Assignment
Say how many lines in the entries hold the word "usize", and reply with that number only.

┄┄┄┄┄┄┄┄┄┄

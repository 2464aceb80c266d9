//! Access logger handle and its background worker.

use std::path::Path;
use std::sync::Arc;
use std::time::Duration;

use tokio::fs::OpenOptions;
use tokio::io::AsyncWrite;
use tokio::sync::{Mutex, mpsc, oneshot};
use tokio::task::JoinHandle;
use tokio::time::{Instant, MissedTickBehavior};
use tracing::{debug, error, warn};

use super::{LogBuffer, LogError};
use crate::domain::entities::AccessLogEntry;

/// Tunables of the access logger.
#[derive(Debug, Clone, Copy)]
pub struct AccessLogSettings {
    /// Entries buffered before a flush is forced.
    pub buffer_size: usize,
    /// Period of the background flush.
    pub flush_interval: Duration,
    /// Bound of the hand-off queue between request handlers and the worker.
    pub queue_capacity: usize,
}

impl Default for AccessLogSettings {
    fn default() -> Self {
        Self {
            buffer_size: 1000,
            flush_interval: Duration::from_secs(180),
            queue_capacity: 10_000,
        }
    }
}

enum LogCommand {
    Entry(AccessLogEntry),
    Flush(oneshot::Sender<Result<usize, LogError>>),
    Close,
}

/// Cloneable handle to the access log worker.
///
/// [`AccessLogger::log`] never blocks: entries go through a bounded queue and
/// are dropped (newest first) when the queue is full or the logger is closed.
/// The single worker owns the [`LogBuffer`], so buffer mutation and flushing
/// never interleave and entries reach the file in queue order.
#[derive(Clone)]
pub struct AccessLogger {
    tx: mpsc::Sender<LogCommand>,
    worker: Arc<Mutex<Option<JoinHandle<()>>>>,
}

impl AccessLogger {
    /// Opens `path` for appending and starts the worker.
    ///
    /// # Errors
    ///
    /// Returns [`LogError::Open`] if the file cannot be opened or created.
    pub async fn open(path: &Path, settings: AccessLogSettings) -> Result<Self, LogError> {
        let file = OpenOptions::new()
            .create(true)
            .append(true)
            .open(path)
            .await
            .map_err(|source| LogError::Open {
                path: path.to_path_buf(),
                source,
            })?;

        Ok(Self::spawn(file, settings))
    }

    /// Starts a worker writing to an arbitrary sink.
    pub fn spawn<W>(sink: W, settings: AccessLogSettings) -> Self
    where
        W: AsyncWrite + Unpin + Send + 'static,
    {
        let (tx, rx) = mpsc::channel(settings.queue_capacity.max(1));
        let buffer = LogBuffer::new(sink, settings.buffer_size);
        // `interval_at` panics on a zero period.
        let flush_interval = settings.flush_interval.max(Duration::from_millis(1));
        let handle = tokio::spawn(run_access_log_worker(rx, buffer, flush_interval));

        Self {
            tx,
            worker: Arc::new(Mutex::new(Some(handle))),
        }
    }

    /// Queues an entry without waiting.
    ///
    /// Returns `false` if the entry was dropped.
    pub fn log(&self, entry: AccessLogEntry) -> bool {
        match self.tx.try_send(LogCommand::Entry(entry)) {
            Ok(()) => true,
            Err(mpsc::error::TrySendError::Full(_)) => {
                metrics::counter!("jumpgate_access_log_dropped_total").increment(1);
                warn!("Access log queue full, dropping entry");
                false
            }
            Err(mpsc::error::TrySendError::Closed(_)) => {
                debug!("Access logger closed, dropping entry");
                false
            }
        }
    }

    /// Writes everything queued so far and waits for the write to finish.
    ///
    /// # Errors
    ///
    /// Returns [`LogError::Closed`] after [`AccessLogger::close`], or the
    /// worker's write error.
    pub async fn flush(&self) -> Result<usize, LogError> {
        let (ack, done) = oneshot::channel();
        self.tx
            .send(LogCommand::Flush(ack))
            .await
            .map_err(|_| LogError::Closed)?;
        done.await.map_err(|_| LogError::Closed)?
    }

    /// Stops the worker after a final flush and closes the file.
    ///
    /// Entries queued before this call are written. Only the first call does
    /// anything; later calls return [`LogError::Closed`].
    ///
    /// # Errors
    ///
    /// Returns [`LogError::Closed`] if the logger was already closed.
    pub async fn close(&self) -> Result<(), LogError> {
        let handle = self.worker.lock().await.take().ok_or(LogError::Closed)?;

        // The worker may already be gone if it panicked; joining reports that.
        let _ = self.tx.send(LogCommand::Close).await;
        if let Err(e) = handle.await {
            error!(error = %e, "Access log worker terminated abnormally");
        }
        Ok(())
    }

    /// Returns true once the worker has stopped accepting entries.
    pub fn is_closed(&self) -> bool {
        self.tx.is_closed()
    }

    /// Free slots in the hand-off queue, not its configured bound.
    pub fn free_queue_slots(&self) -> usize {
        self.tx.capacity()
    }
}

/// Drains the command queue into `buffer`, flushing on capacity, on every
/// `flush_interval` tick, on request, and once more before exiting.
///
/// Exits on [`LogCommand::Close`] or when every sender is dropped.
async fn run_access_log_worker<W>(
    mut rx: mpsc::Receiver<LogCommand>,
    mut buffer: LogBuffer<W>,
    flush_interval: Duration,
) where
    W: AsyncWrite + Unpin,
{
    let mut ticker = tokio::time::interval_at(Instant::now() + flush_interval, flush_interval);
    ticker.set_missed_tick_behavior(MissedTickBehavior::Delay);

    loop {
        tokio::select! {
            command = rx.recv() => match command {
                Some(LogCommand::Entry(entry)) => match buffer.push(entry).await {
                    Ok(true) => debug!("Access log buffer full, flushed"),
                    Ok(false) => {}
                    Err(e) => error!(error = %e, "Access log flush failed"),
                },
                Some(LogCommand::Flush(ack)) => {
                    let result = flush_logged(&mut buffer).await;
                    let _ = ack.send(result);
                }
                Some(LogCommand::Close) | None => break,
            },
            _ = ticker.tick() => {
                let _ = flush_logged(&mut buffer).await;
            }
        }
    }

    rx.close();
    match buffer.close().await {
        Ok(written) => debug!(written, "Access logger closed"),
        Err(e) => error!(error = %e, "Final access log flush failed"),
    }
}

async fn flush_logged<W: AsyncWrite + Unpin>(
    buffer: &mut LogBuffer<W>,
) -> Result<usize, LogError> {
    let result = buffer.flush().await;
    match &result {
        Ok(written) if *written > 0 => {
            metrics::counter!("jumpgate_access_log_written_total").increment(*written as u64);
        }
        Ok(_) => {}
        Err(e) => error!(error = %e, "Access log flush failed"),
    }
    result
}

┄┄┄┄┄┄┄┄┄┄

Reply
6